With boom times returning to WA, the housing market is once again overheating. The median house price in Perth is now $512,000, according to the December quarter figures from Australian Property Monitors, putting it beyond the reach of any new homeowner without substantial savings or parental support.
Even in the new suburbs, prices have left all but the most affluent with no foot on the home-ownership ladder.
Typical of these is Ballajura, where the average house costs almost $400,000. That's up 60 per cent from $260,000 five years ago. The suburb's average house price increase has massively outpaced prices in general, which are up only 15 per cent. And more importantly for the prospective buyer, house prices have far outpaced average earnings.
It is not difficult to pinpoint the cause of this price escalation.
During the second half of last year, new lots approved for building in Perth and Peel were running at an annual rate of under 9000. This is extraordinarily low. Even in the mid 2000s, when supply was being far outpaced by demand, annual new lot releases were running at more than 15,000.
Last year in my report, The Great Lock Out, I reported how, over the past two decades, Perth had been transformed from one of the most affordable housing markets in Australia to having the unenviable reputation of rivalling Sydney as the least affordable.
The reasons for this were shown to lie squarely with the Government's land-starvation policy. The Government just won't allow enough blocks to be developed for housing, thereby preventing competition from driving down prices.
This has stemmed from unfounded fears of the high cost of providing new infrastructure, a mania for central planning and groundless opposition to urban sprawl in a State that has more natural bush and farmland than anywhere else in the world.
Government resistance to allowing land to be used for housing has also been abetted by ministerial dreams of creating a compact city with teeming inner suburbs populated by bohemian theatregoers and by downright contempt for new-homebuyers' preference for McMansions on individual lots.
With a new Government in WA we might have expected to see a reappraisal of the restrictive land release policy.
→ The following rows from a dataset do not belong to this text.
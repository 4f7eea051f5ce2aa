//! Single-line embed directives.
//!
//! Every directive is one row of [`GRAMMAR`]: a name, an argument pattern
//! and a renderer. A single [`EmbedRule`] walks the table, so adding a
//! platform means adding a row.
//!
//! ```text
//! [codesandbox <id> [/file/path] [<width> [<height>]]]
//! [typescript-sandbox <id> [<width>] [<height>]]
//! [youtube <id-or-url> [<width>] [<height>]]
//! [vimeo <id-or-url> [<width>] [<height>]]
//! [twitter <id-or-url>]
//! ```
//!
//! A line that looks like a directive but fails its pattern is left alone
//! and reaches the markdown parser as ordinary text.

mod html;
mod ids;

use std::ops::Range;
use std::sync::LazyLock;

use regex::{Captures, Regex};

use crate::block::{BlockRule, BlockState, Payload, Token};

/// Width used by video embeds when none is given.
pub const DEFAULT_VIDEO_WIDTH: &str = "1024";

/// Height used by video embeds when none is given.
pub const DEFAULT_VIDEO_HEIGHT: &str = "576";

static CODESANDBOX: LazyLock<Regex> = LazyLock::new(|| {
    Regex::new(r"^\[codesandbox\s+([a-zA-Z0-9-]+)(?:\s+([^\s\]]+))?(?:\s+(\d+))?(?:\s+(\d+))?\s*\]$")
        .unwrap()
});

static TYPESCRIPT_SANDBOX: LazyLock<Regex> = LazyLock::new(|| {
    Regex::new(r"^\[typescript-sandbox\s+([a-zA-Z0-9+-]+)(?:\s+(\d+))?(?:\s+(\d+))?\s*\]$").unwrap()
});

static YOUTUBE: LazyLock<Regex> = LazyLock::new(|| {
    Regex::new(r"^\[youtube\s+([^\s\]]+)(?:\s+(\d+))?(?:\s+(\d+))?\s*\]$").unwrap()
});

static VIMEO: LazyLock<Regex> = LazyLock::new(|| {
    Regex::new(r"^\[vimeo\s+([^\s\]]+)(?:\s+(\d+))?(?:\s+(\d+))?\s*\]$").unwrap()
});

static TWITTER: LazyLock<Regex> =
    LazyLock::new(|| Regex::new(r"^\[twitter\s+([^\s\]]+)\s*\]$").unwrap());

/// One row of the directive table.
pub struct Directive {
    /// Name written inside the brackets.
    pub name: &'static str,
    pattern: &'static LazyLock<Regex>,
    build: fn(&Captures<'_>) -> Option<Embed>,
    render: fn(&Embed) -> String,
}

impl Directive {
    /// Token kind emitted for this directive, e.g. `typescript_sandbox_embed`.
    #[must_use]
    pub fn kind(&self) -> String {
        format!("{}_embed", self.name.replace('-', "_"))
    }

    /// Parse a trimmed line.
    #[must_use]
    pub fn parse(&self, line: &str) -> Option<Embed> {
        self.pattern.captures(line).and_then(|caps| (self.build)(&caps))
    }

    #[must_use]
    pub fn render(&self, embed: &Embed) -> String {
        (self.render)(embed)
    }
}

impl std::fmt::Debug for Directive {
    fn fmt(&self, f: &mut std::fmt::Formatter<'_>) -> std::fmt::Result {
        f.debug_struct("Directive").field("name", &self.name).finish_non_exhaustive()
    }
}

/// The directive table, in matching order.
pub static GRAMMAR: &[Directive] = &[
    Directive {
        name: "codesandbox",
        pattern: &CODESANDBOX,
        build: build_codesandbox,
        render: html::codesandbox,
    },
    Directive {
        name: "typescript-sandbox",
        pattern: &TYPESCRIPT_SANDBOX,
        build: build_sized,
        render: html::typescript_sandbox,
    },
    Directive {
        name: "youtube",
        pattern: &YOUTUBE,
        build: |caps| Some(build_video(caps, ids::youtube)),
        render: html::youtube,
    },
    Directive {
        name: "vimeo",
        pattern: &VIMEO,
        build: |caps| Some(build_video(caps, ids::vimeo)),
        render: html::vimeo,
    },
    Directive {
        name: "twitter",
        pattern: &TWITTER,
        build: |caps| {
            Some(Embed {
                id: resolve_id(&caps[1], ids::twitter),
                ..Embed::default()
            })
        },
        render: html::twitter,
    },
];

/// Look up a directive by name.
#[must_use]
pub fn directive(name: &str) -> Option<&'static Directive> {
    GRAMMAR.iter().find(|d| d.name == name)
}

/// Parsed directive arguments.
///
/// Dimensions are kept as the digit strings the author wrote.
#[derive(Clone, Debug, Default, PartialEq, Eq)]
pub struct Embed {
    pub id: String,
    pub path: Option<String>,
    pub width: Option<String>,
    pub height: Option<String>,
}

/// Payload of an embed token.
#[derive(Clone, Debug, PartialEq, Eq)]
pub struct DirectiveToken {
    pub name: &'static str,
    /// Raw whitespace-separated arguments after the name.
    pub args: Vec<String>,
    /// Source line range.
    pub span: Range<usize>,
    pub embed: Embed,
}

/// Block rule matching any row of [`GRAMMAR`] on a single line.
#[derive(Debug, Default)]
pub struct EmbedRule;

impl EmbedRule {
    /// Rule name in the block chain.
    pub const NAME: &'static str = "embed";

    /// Match a line against the table.
    ///
    /// Leading blockquote (`>`) and list item (`-`, `*`, `+`, `1.`, `1)`)
    /// markers are skipped, so a directive may open a container.
    #[must_use]
    pub fn match_line(line: &str) -> Option<(&'static Directive, Embed)> {
        let directive_text = strip_containers(line).trim_end();
        if !directive_text.starts_with('[') {
            return None;
        }
        GRAMMAR
            .iter()
            .find_map(|directive| directive.parse(directive_text).map(|embed| (directive, embed)))
    }
}

/// Text after any leading container markers.
fn strip_containers(line: &str) -> &str {
    let mut rest = line.trim_start();
    loop {
        if let Some(after) = rest.strip_prefix('>') {
            rest = after.trim_start();
        } else if let Some(after) = list_marker(rest) {
            rest = after.trim_start();
        } else {
            return rest;
        }
    }
}

/// Text after a list item marker, which must be followed by whitespace.
fn list_marker(text: &str) -> Option<&str> {
    let digits = text.bytes().take_while(u8::is_ascii_digit).count();
    let marker_len = match text.as_bytes().get(digits) {
        Some(b'.' | b')') if (1..=9).contains(&digits) => digits + 1,
        Some(b'-' | b'*' | b'+') if digits == 0 => 1,
        _ => return None,
    };
    let after = &text[marker_len..];
    after.starts_with([' ', '\t']).then_some(after)
}

impl BlockRule for EmbedRule {
    fn name(&self) -> &str {
        Self::NAME
    }

    fn parse(&self, state: &mut BlockState<'_>, start: usize, silent: bool) -> bool {
        // Four columns of indentation make an indented code block.
        if state.indent(start) >= 4 {
            return false;
        }
        let Some(line) = state.line(start) else {
            return false;
        };
        let Some((directive, embed)) = Self::match_line(line) else {
            return false;
        };
        if silent {
            return true;
        }

        let markup = strip_containers(line).trim_end();
        let args = markup
            .trim_start_matches('[')
            .trim_end_matches(']')
            .split_whitespace()
            .skip(1)
            .map(str::to_owned)
            .collect();

        tracing::debug!(directive = directive.name, id = %embed.id, line = start, "Embed directive");

        state.push(Token {
            kind: directive.kind(),
            markup: markup.to_owned(),
            map: start..start + 1,
            hidden: false,
            payload: Payload::Directive(DirectiveToken {
                name: directive.name,
                args,
                span: start..start + 1,
                embed,
            }),
        });
        state.consume(start + 1);
        true
    }
}

fn build_codesandbox(caps: &Captures<'_>) -> Option<Embed> {
    let mut embed = Embed {
        id: caps[1].to_owned(),
        ..Embed::default()
    };
    let third = caps.get(3).map(|m| m.as_str().to_owned());
    let fourth = caps.get(4).map(|m| m.as_str().to_owned());

    match caps.get(2).map(|m| m.as_str()) {
        None => {}
        Some(size) if size.bytes().all(|b| b.is_ascii_digit()) => {
            // A number in path position is a width; a trailing number is its height.
            if fourth.is_some() {
                return None;
            }
            embed.height = Some(third.unwrap_or_else(|| size.to_owned()));
            embed.width = Some(size.to_owned());
        }
        Some(path) if path.starts_with('/') => {
            embed.path = Some(path.to_owned());
            embed.width = third;
            embed.height = fourth;
        }
        Some(_) => return None,
    }
    Some(embed)
}

fn build_sized(caps: &Captures<'_>) -> Option<Embed> {
    Some(Embed {
        id: caps[1].to_owned(),
        path: None,
        width: caps.get(2).map(|m| m.as_str().to_owned()),
        height: caps.get(3).map(|m| m.as_str().to_owned()),
    })
}

fn build_video(caps: &Captures<'_>, extract: fn(&str) -> Option<String>) -> Embed {
    let dimension = |index: usize, default: &str| {
        caps.get(index)
            .map_or_else(|| default.to_owned(), |m| m.as_str().to_owned())
    };
    Embed {
        id: resolve_id(&caps[1], extract),
        path: None,
        width: Some(dimension(2, DEFAULT_VIDEO_WIDTH)),
        height: Some(dimension(3, DEFAULT_VIDEO_HEIGHT)),
    }
}

/// Use bare ids verbatim; URLs that do not yield an id become empty.
fn resolve_id(value: &str, extract: fn(&str) -> Option<String>) -> String {
    if !ids::is_url(value) {
        return value.to_owned();
    }
    extract(value).unwrap_or_else(|| {
        tracing::warn!(url = value, "Could not extract embed id");
        String::new()
    })
}

#[cfg(test)]
mod tests {
    use super::*;
    use pretty_assertions::assert_eq;

    fn parse(line: &str) -> (&'static str, Embed) {
        let (directive, embed) = EmbedRule::match_line(line).unwrap();
        (directive.name, embed)
    }

    fn sized(id: &str, width: &str, height: &str) -> Embed {
        Embed {
            id: id.to_owned(),
            path: None,
            width: Some(width.to_owned()),
            height: Some(height.to_owned()),
        }
    }

    #[test]
    fn test_kind_names() {
        let kinds: Vec<String> = GRAMMAR.iter().map(Directive::kind).collect();
        assert_eq!(
            kinds,
            vec![
                "codesandbox_embed",
                "typescript_sandbox_embed",
                "youtube_embed",
                "vimeo_embed",
                "twitter_embed",
            ]
        );
    }

    #[test]
    fn test_youtube_url_with_size() {
        assert_eq!(
            parse("[youtube https://www.youtube.com/watch?v=abc123 640 360]"),
            ("youtube", sized("abc123", "640", "360"))
        );
    }

    #[test]
    fn test_youtube_short_url_defaults() {
        assert_eq!(
            parse("[youtube https://youtu.be/abc123]"),
            ("youtube", sized("abc123", "1024", "576"))
        );
    }

    #[test]
    fn test_youtube_width_only() {
        assert_eq!(parse("[youtube abc 640]").1, sized("abc", "640", "576"));
    }

    #[test]
    fn test_youtube_foreign_host_degrades_to_empty_id() {
        assert_eq!(
            parse("[youtube https://example.com/abc]").1,
            sized("", "1024", "576")
        );
    }

    #[test]
    fn test_vimeo_url() {
        assert_eq!(
            parse("[vimeo https://vimeo.com/76979871]"),
            ("vimeo", sized("76979871", "1024", "576"))
        );
    }

    #[test]
    fn test_codesandbox_numeric_reused_as_height() {
        assert_eq!(
            parse("[codesandbox abc 800]"),
            ("codesandbox", sized("abc", "800", "800"))
        );
    }

    #[test]
    fn test_codesandbox_numeric_pair() {
        assert_eq!(parse("[codesandbox abc 800 600]").1, sized("abc", "800", "600"));
    }

    #[test]
    fn test_codesandbox_path_and_size() {
        assert_eq!(
            parse("[codesandbox abc /src/index.js 800 600]").1,
            Embed {
                path: Some("/src/index.js".to_owned()),
                ..sized("abc", "800", "600")
            }
        );
    }

    #[test]
    fn test_codesandbox_rejects_relative_path() {
        assert!(EmbedRule::match_line("[codesandbox abc src/index.js]").is_none());
        assert!(EmbedRule::match_line("[codesandbox abc 1 2 3]").is_none());
    }

    #[test]
    fn test_typescript_sandbox_id_charset() {
        assert_eq!(
            parse("[typescript-sandbox PTAEH+abc-1 800 600]"),
            ("typescript-sandbox", sized("PTAEH+abc-1", "800", "600"))
        );
        assert!(EmbedRule::match_line("[typescript-sandbox a/b]").is_none());
    }

    #[test]
    fn test_twitter_url_and_bare_id() {
        assert_eq!(
            parse("[twitter https://x.com/someone/status/42]").1.id,
            "42"
        );
        assert_eq!(parse("[twitter 1576415168426573825]").1.id, "1576415168426573825");
    }

    #[test]
    fn test_line_is_trimmed() {
        assert_eq!(parse("  [vimeo 1]  ").1.id, "1");
    }

    #[test]
    fn test_non_matching_lines() {
        for line in [
            "[youtube]",
            "[youtube a b]",
            "[dailymotion abc]",
            "text [youtube abc]",
            "[youtube abc] trailing",
            "[twitter a b]",
        ] {
            assert!(EmbedRule::match_line(line).is_none(), "{line}");
        }
    }

    #[test]
    fn test_container_markers_are_skipped() {
        assert_eq!(parse("- [youtube abc]").0, "youtube");
        assert_eq!(parse("> [vimeo 1]").1.id, "1");
        assert_eq!(parse("12. [twitter 9]").0, "twitter");
        assert_eq!(parse(">  * [vimeo 2]").1.id, "2");
    }

    #[test]
    fn test_container_marker_needs_whitespace() {
        for line in ["-[youtube abc]", "1.[vimeo 1]", "1234567890. [vimeo 1]", "- text [vimeo 1]"] {
            assert!(EmbedRule::match_line(line).is_none(), "{line}");
        }
    }

    #[test]
    fn test_render_youtube() {
        let directive = directive("youtube").unwrap();
        assert_eq!(
            directive.render(&sized("abc123", "640", "360")),
            r#"<section class="youtube"><iframe src="https://www.youtube.com/embed/abc123" style="width: 640px; height: 360px; border: 0;" width="640" height="360" frameborder="0" allow="accelerometer; autoplay; clipboard-write; encrypted-media; gyroscope; picture-in-picture" allowfullscreen></iframe></section>"#
        );
    }

    #[test]
    fn test_render_codesandbox_with_path() {
        let directive = directive("codesandbox").unwrap();
        let embed = Embed {
            id: "abc".to_owned(),
            path: Some("/index.js".to_owned()),
            ..Embed::default()
        };
        assert_eq!(
            directive.render(&embed),
            r#"<section class="sandbox"><iframe src="https://codesandbox.io/p/sandbox/abc?file=/index.js"></iframe></section>"#
        );
    }

    #[test]
    fn test_render_typescript_sandbox_sizing() {
        let directive = directive("typescript-sandbox").unwrap();
        assert_eq!(
            directive.render(&sized("PTAEH", "800", "600")),
            r#"<section class="sandbox"><iframe src="https://www.typescriptlang.org/play/?#code/PTAEH" style="width: 800px; height: 600px; border: 0;"></iframe></section>"#
        );
    }

    #[test]
    fn test_render_twitter() {
        let directive = directive("twitter").unwrap();
        let html = directive.render(&Embed {
            id: "42".to_owned(),
            ..Embed::default()
        });
        assert!(html.starts_with(
            r#"<section class="twitter"><blockquote class="twitter-tweet"><a href="https://twitter.com/x/status/42"></a></blockquote> <script async"#
        ));
    }

    #[test]
    fn test_render_escapes_attributes() {
        let directive = directive("twitter").unwrap();
        let html = directive.render(&Embed {
            id: "\"><script>".to_owned(),
            ..Embed::default()
        });
        assert!(html.contains("&quot;&gt;&lt;script&gt;"));
    }
}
Instead, the figures show Perth going backwards in new housing development permits. This is particularly unfortunate with population growth at 3 per cent a year and every expectation of a strong renewal of resource based development.
Rather than tightening the vice over new development approvals, now is the time for energetic action to remove restraints on land availability. Predictably, the upshot of the intensified squeeze on land availability has been skyrocketing prices. Land, as with any other product, will see prices rise if supply is rationed.
Land around Perth is particularly suitable for home building. It is flat and sandy. On the city edge, the land is overwhelmingly used for farming and is worth at most $20,000 a hectare. Even with allocations of the land to common space, each hectare can accommodate at least 10 decent-sized blocks. Developing the land grading, roads, water, sewerage and so on costs at most $65,000 a block, so we should be seeing lots ready for building on at under $70,000 all around Perth.
Instead, because supply is rationed by the Government we see lot prices at $200,000. In other words, Government policy is inflating land values by around $130,000 a lot. That's terrific if you're a landowner who has got development approval but it is a cruel injustice on the people who don't have a house of their own. Forcing those without a home of their own younger and less affluent people to pay an additional $130,000 means a monthly mortgage bill of more than $1000.
A liberalisation of Perth's highly restrictive planning policies would see three- bedroom, two-garage houses on an average sized block at $250,000. And unlike most other policies, bringing about such a benefit costs the taxpayer nothing. The excess prices are the result of Government policies giving windfall gains to landowners and developers who win the right to convert raw land into land for housing.